Respons publik menyoroti pentingnya mendengarkan suara masyarakat dalam perumusan kebijakan. Indonesia dengan keanekaragaman penduduknya, tentu memerlukan pendekatan yang lebih inklusif dan memahami kebutuhan setiap individu.
Memahami Transisi ke Pembayaran Non Tunai
Pemerintah dan Bank Indonesia memang menggiatkan program pembayaran non tunai dengan berbagai kemudahan yang ditawarkan. Pembayaran digital dianggap lebih cepat, aman, dan murah dibandingkan dengan tunai, terutama dalam konteks transaksi dalam jumlah besar.
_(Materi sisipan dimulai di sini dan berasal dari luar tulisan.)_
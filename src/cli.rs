// Command-line interface

use anyhow::{bail, Context, Result};
use clap::Parser;
use std::path::PathBuf;
use std::time::Duration;
use tracing::{info, warn};

use crate::config::Settings;
use crate::downloader::extractors::{ExtractorMode, InfoExtractorOrchestrator};
use crate::downloader::format_selector::FormatSelector;
use crate::downloader::models::{DownloadRequest, Engine, Quality, StreamFormat, VideoInfo};
use crate::downloader::proxy::{detect_local_proxies, test_proxy, ProxyConfig, ProxyKind};
use crate::downloader::tools::{ToolManager, ToolType};
use crate::downloader::utils::format_size;
use crate::downloader::{Downloader, TerminalSink};

const PROXY_TEST_TIMEOUT: Duration = Duration::from_secs(10);

#[derive(Debug, Parser)]
#[command(version, about = "Download YouTube videos with yt-dlp and ffmpeg", long_about = None)]
pub struct Args {
    /// Video URL
    #[arg(required_unless_present_any = [
        "install", "install_ffmpeg", "install_aria2", "update", "tools", "detect_proxy", "test_proxy"
    ])]
    pub url: Option<String>,

    /// Resolution: 720, 720p, best or audio [default: 720p]
    #[arg(short = 'r', long = "resolution")]
    pub resolution: Option<Quality>,

    /// Output directory [default: ~/Downloads]
    #[arg(short = 'o', long = "output")]
    pub output: Option<PathBuf>,

    /// Proxy address, host:port
    #[arg(short = 'p', long = "proxy")]
    pub proxy: Option<String>,

    /// Proxy protocol: http or socks5
    #[arg(short = 't', long = "proxy-type")]
    pub proxy_type: Option<ProxyKind>,

    /// Use the Clash Verge proxy (http://127.0.0.1:7897)
    #[arg(short = 'c', long = "clash-verge", conflicts_with = "proxy")]
    pub clash_verge: bool,

    /// List available formats and exit
    #[arg(short = 'l', long = "list-formats")]
    pub list_formats: bool,

    /// Download this exact format id (see --list-formats)
    #[arg(short = 'f', long = "format")]
    pub format: Option<String>,

    /// Download engine: auto, yt-dlp or direct
    #[arg(short = 'e', long = "engine")]
    pub engine: Option<Engine>,

    /// Attempts per engine before giving up
    #[arg(long = "retries")]
    pub retries: Option<u32>,

    /// Install or upgrade yt-dlp with pip
    #[arg(short = 'i', long = "install")]
    pub install: bool,

    /// Install ffmpeg with the system package manager
    #[arg(long = "install-ffmpeg")]
    pub install_ffmpeg: bool,

    /// Install aria2 with the system package manager
    #[arg(long = "install-aria2")]
    pub install_aria2: bool,

    /// Update yt-dlp to the latest release
    #[arg(long = "update")]
    pub update: bool,

    /// Show detected tools and versions
    #[arg(long = "tools")]
    pub tools: bool,

    /// Look for proxies listening on localhost
    #[arg(long = "detect-proxy")]
    pub detect_proxy: bool,

    /// Check that the configured proxy can reach the internet
    #[arg(long = "test-proxy")]
    pub test_proxy: bool,

    /// Skip TLS certificate verification
    #[arg(long = "insecure")]
    pub insecure: bool,

    /// Metadata extractor: auto, python or cli
    #[arg(long = "extractor")]
    pub extractor: Option<ExtractorMode>,

    /// Netscape cookies file passed to yt-dlp
    #[arg(long = "cookies", conflicts_with = "cookies_from_browser")]
    pub cookies: Option<String>,

    /// Read cookies from this browser (chrome, firefox, ...)
    #[arg(long = "cookies-from-browser")]
    pub cookies_from_browser: Option<String>,

    /// YouTube player client for metadata: web, android, tv
    #[arg(long = "player-client")]
    pub player_client: Option<String>,

    /// Let aria2c do the transfer when installed
    #[arg(long = "aria2")]
    pub aria2: bool,

    /// Config file [default: ~/.config/ytgrab/config.toml]
    #[arg(long = "config")]
    pub config: Option<PathBuf>,

    /// Debug logging
    #[arg(short = 'v', long = "verbose")]
    pub verbose: bool,
}

impl Args {
    /// Config file, then environment, then these flags
    pub fn settings(&self) -> Result<Settings> {
        let mut settings = Settings::load(self.config.as_deref())?;
        settings.apply_env()?;
        self.apply_to(&mut settings);
        Ok(settings)
    }

    fn apply_to(&self, settings: &mut Settings) {
        if let Some(quality) = self.resolution {
            settings.quality = quality;
        }
        if let Some(output) = &self.output {
            settings.output_dir = output.clone();
        }
        if self.clash_verge {
            let preset = ProxyConfig::clash_verge();
            settings.proxy = Some(format!("{}:{}", preset.host, preset.port));
            settings.proxy_type = preset.kind;
        } else if let Some(proxy) = &self.proxy {
            settings.proxy = Some(proxy.clone());
        }
        if let Some(kind) = self.proxy_type {
            settings.proxy_type = kind;
        }
        if let Some(engine) = self.engine {
            settings.engine = engine;
        }
        if let Some(extractor) = self.extractor {
            settings.extractor = extractor;
        }
        if let Some(retries) = self.retries {
            settings.retries = retries;
        }
        if self.insecure {
            settings.insecure_tls = true;
        }
        if self.aria2 {
            settings.use_aria2 = true;
        }
        if let Some(client) = &self.player_client {
            settings.player_client = Some(client.clone());
        }
        if let Some(path) = &self.cookies {
            settings.cookies_path = Some(path.clone());
            settings.cookies_from_browser = None;
        }
        if let Some(browser) = &self.cookies_from_browser {
            settings.cookies_from_browser = Some(browser.clone());
            settings.cookies_path = None;
        }
    }

    /// Whether downloads go through a proxy, for error advice
    pub fn uses_proxy(&self) -> bool {
        self.clash_verge
            || self.proxy.is_some()
            || std::env::var(crate::config::PROXY_ENV).map_or(false, |v| !v.trim().is_empty())
    }

    fn is_install_mode(&self) -> bool {
        self.install || self.install_ffmpeg || self.install_aria2 || self.update
    }
}

pub async fn run(args: Args) -> Result<()> {
    let settings = args.settings()?;
    let tools = ToolManager::new();

    if args.install {
        println!("Installing yt-dlp...");
        tools.install(ToolType::YtDlp).await?;
    }
    if args.update {
        println!("Updating yt-dlp...");
        tools.update(ToolType::YtDlp).await?;
    }
    if args.install_ffmpeg {
        println!("Installing ffmpeg...");
        tools.install(ToolType::Ffmpeg).await?;
    }
    if args.install_aria2 {
        println!("Installing aria2...");
        tools.install(ToolType::Aria2).await?;
    }
    if args.tools {
        print_tools(&tools);
    }
    if args.detect_proxy {
        detect_proxies().await;
    }
    if args.test_proxy {
        let proxy = settings.proxy_config()?.unwrap_or_else(ProxyConfig::clash_verge);
        println!("Testing proxy {} ...", proxy);
        test_proxy(&proxy, PROXY_TEST_TIMEOUT)
            .await
            .with_context(|| format!("Proxy {} cannot reach the internet", proxy))?;
        println!("Proxy {} works", proxy);
    }

    let Some(url) = args.url.clone() else {
        return Ok(());
    };

    if !args.is_install_mode() {
        ensure_ytdlp(&tools).await?;
    }

    let network = settings.network_config()?;
    if let Some(proxy) = &network.proxy {
        info!("Using proxy {}", proxy);
    }
    let downloader = Downloader::from_settings(&settings);

    if args.list_formats {
        let info = downloader.get_video_info(&url, &network).await?;
        print_formats(&info);
        return Ok(());
    }

    let mut request = DownloadRequest::new(url, settings.quality, settings.output_dir.clone());
    request.format_id = args.format.clone();
    request.network = network;

    println!(
        "Downloading {} ({}) to {} [{}]",
        request.url,
        request
            .format_id
            .as_deref()
            .map(|id| format!("format {}", id))
            .unwrap_or_else(|| request.quality.to_string()),
        request.output_dir.display(),
        downloader.backend_names().join(" -> ")
    );

    let sink = TerminalSink::new();
    let outcome = downloader.download(&request, &sink).await?;
    println!("Saved: {}", outcome.path.display());
    Ok(())
}

/// Install yt-dlp once if neither the binary nor the Python module exists
async fn ensure_ytdlp(tools: &ToolManager) -> Result<()> {
    if tools.is_installed(ToolType::YtDlp) || tools.is_installed(ToolType::YtDlpModule) {
        return Ok(());
    }

    warn!("yt-dlp not found, trying to install it");
    println!("yt-dlp is not installed. Installing it now...");
    tools
        .install(ToolType::YtDlp)
        .await
        .context("yt-dlp is missing and automatic installation failed; run with --install or install it manually")?;

    if !tools.is_installed(ToolType::YtDlp) && !tools.is_installed(ToolType::YtDlpModule) {
        bail!("yt-dlp was installed but cannot be found; make sure pip's bin directory is on PATH");
    }
    Ok(())
}

fn print_tools(tools: &ToolManager) {
    println!("{:<18} {:<14} PATH", "TOOL", "VERSION");
    for tool in tools.get_all_tools() {
        println!(
            "{:<18} {:<14} {}",
            tool.name,
            tool.version.as_deref().unwrap_or("-"),
            tool.path.as_deref().unwrap_or("not found")
        );
    }

    let status = InfoExtractorOrchestrator::new().get_status();
    println!(
        "\nMetadata extractors: python module {}, yt-dlp binary {} (auto uses {})",
        if status.python_available { "yes" } else { "no" },
        if status.cli_available { "yes" } else { "no" },
        status.recommended_mode
    );
}

async fn detect_proxies() {
    println!("Scanning local proxy ports...");
    let found = detect_local_proxies().await;
    if found.is_empty() {
        println!("No local proxy found");
        return;
    }
    for proxy in found {
        let status = match test_proxy(&proxy, PROXY_TEST_TIMEOUT).await {
            Ok(()) => "working".to_string(),
            Err(e) => format!("not working ({})", e.kind()),
        };
        println!("  {:<28} {}", proxy.url(), status);
    }
}

fn format_row(f: &StreamFormat) -> String {
    format!(
        "{:<8} {:<5} {:<11} {:>4} {:<14} {:<12} {:>10}  {}",
        f.format_id,
        f.ext,
        f.resolution_label(),
        f.fps.map(|fps| format!("{:.0}", fps)).unwrap_or_default(),
        f.vcodec.as_deref().unwrap_or("-"),
        f.acodec.as_deref().unwrap_or("-"),
        f.effective_size().map(format_size).unwrap_or_else(|| "-".to_string()),
        f.format_note.as_deref().unwrap_or("")
    )
}

fn print_formats(info: &VideoInfo) {
    println!("{}", info.title);
    println!("Uploader: {}  Duration: {}", info.uploader, info.duration_label());

    let groups = FormatSelector::group(&info.formats);
    let header = format!(
        "{:<8} {:<5} {:<11} {:>4} {:<14} {:<12} {:>10}  NOTE",
        "ID", "EXT", "RESOLUTION", "FPS", "VCODEC", "ACODEC", "SIZE"
    );
    for (title, formats) in [
        ("Video + audio", &groups.combined),
        ("Video only", &groups.video_only),
        ("Audio only", &groups.audio_only),
    ] {
        if formats.is_empty() {
            continue;
        }
        println!("\n{}:", title);
        println!("{}", header);
        for f in formats.iter() {
            println!("{}", format_row(f));
        }
    }

    let resolutions: Vec<String> = FormatSelector::available_resolutions(&info.formats)
        .iter()
        .map(|h| format!("{}p", h))
        .collect();
    if !resolutions.is_empty() {
        println!("\nAvailable resolutions: {}", resolutions.join(", "));
    }
}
Akan tetapi, transisi ke pembayaran non tunai tidak dapat dilakukan secara sewenang-wenang. Harus ada edukasi yang menyeluruh kepada masyarakat, terutama kepada kelompok yang lebih rentan seperti lansia yang mungkin tidak terbiasa dengan teknologi.
Upaya untuk meningkatkan literasi digital di kalangan masyarakat juga menjadi kunci sukses dalam melaksanakan kebijakan ini. Tanpa pemahaman yang baik, masyarakat justru dapat merasa terpinggirkan dari sistem yang berkembang saat ini.
Peran Bank Indonesia dalam Mendorong Transaksi yang Aman
Bank Indonesia berperan aktif dalam memastikan sistem pembayaran yang aman dan terpercaya. Pengawasan terhadap peredaran uang rupiah termasuk dalam tanggung jawab lembaga ini untuk menjaga stabilitas ekonomi.
Dengan mendorong penggunaan alat pembayaran yang lebih modern dan aman, BI berupaya untuk meminimalisir risiko yang ditimbulkan oleh uang palsu. Namun, langkah ini harus diimbangi dengan pengakuan bahwa uang tunai tetap penting bagi banyak lapisan masyarakat.
Oleh karena itu, BI perlu menjalin komunikasi yang intensif dengan berbagai kalangan. Pendekatan yang empatik terhadap kebutuhan masyarakat dapat membantu menciptakan lingkungan yang nyaman untuk semua pihak dalam bertransaksi.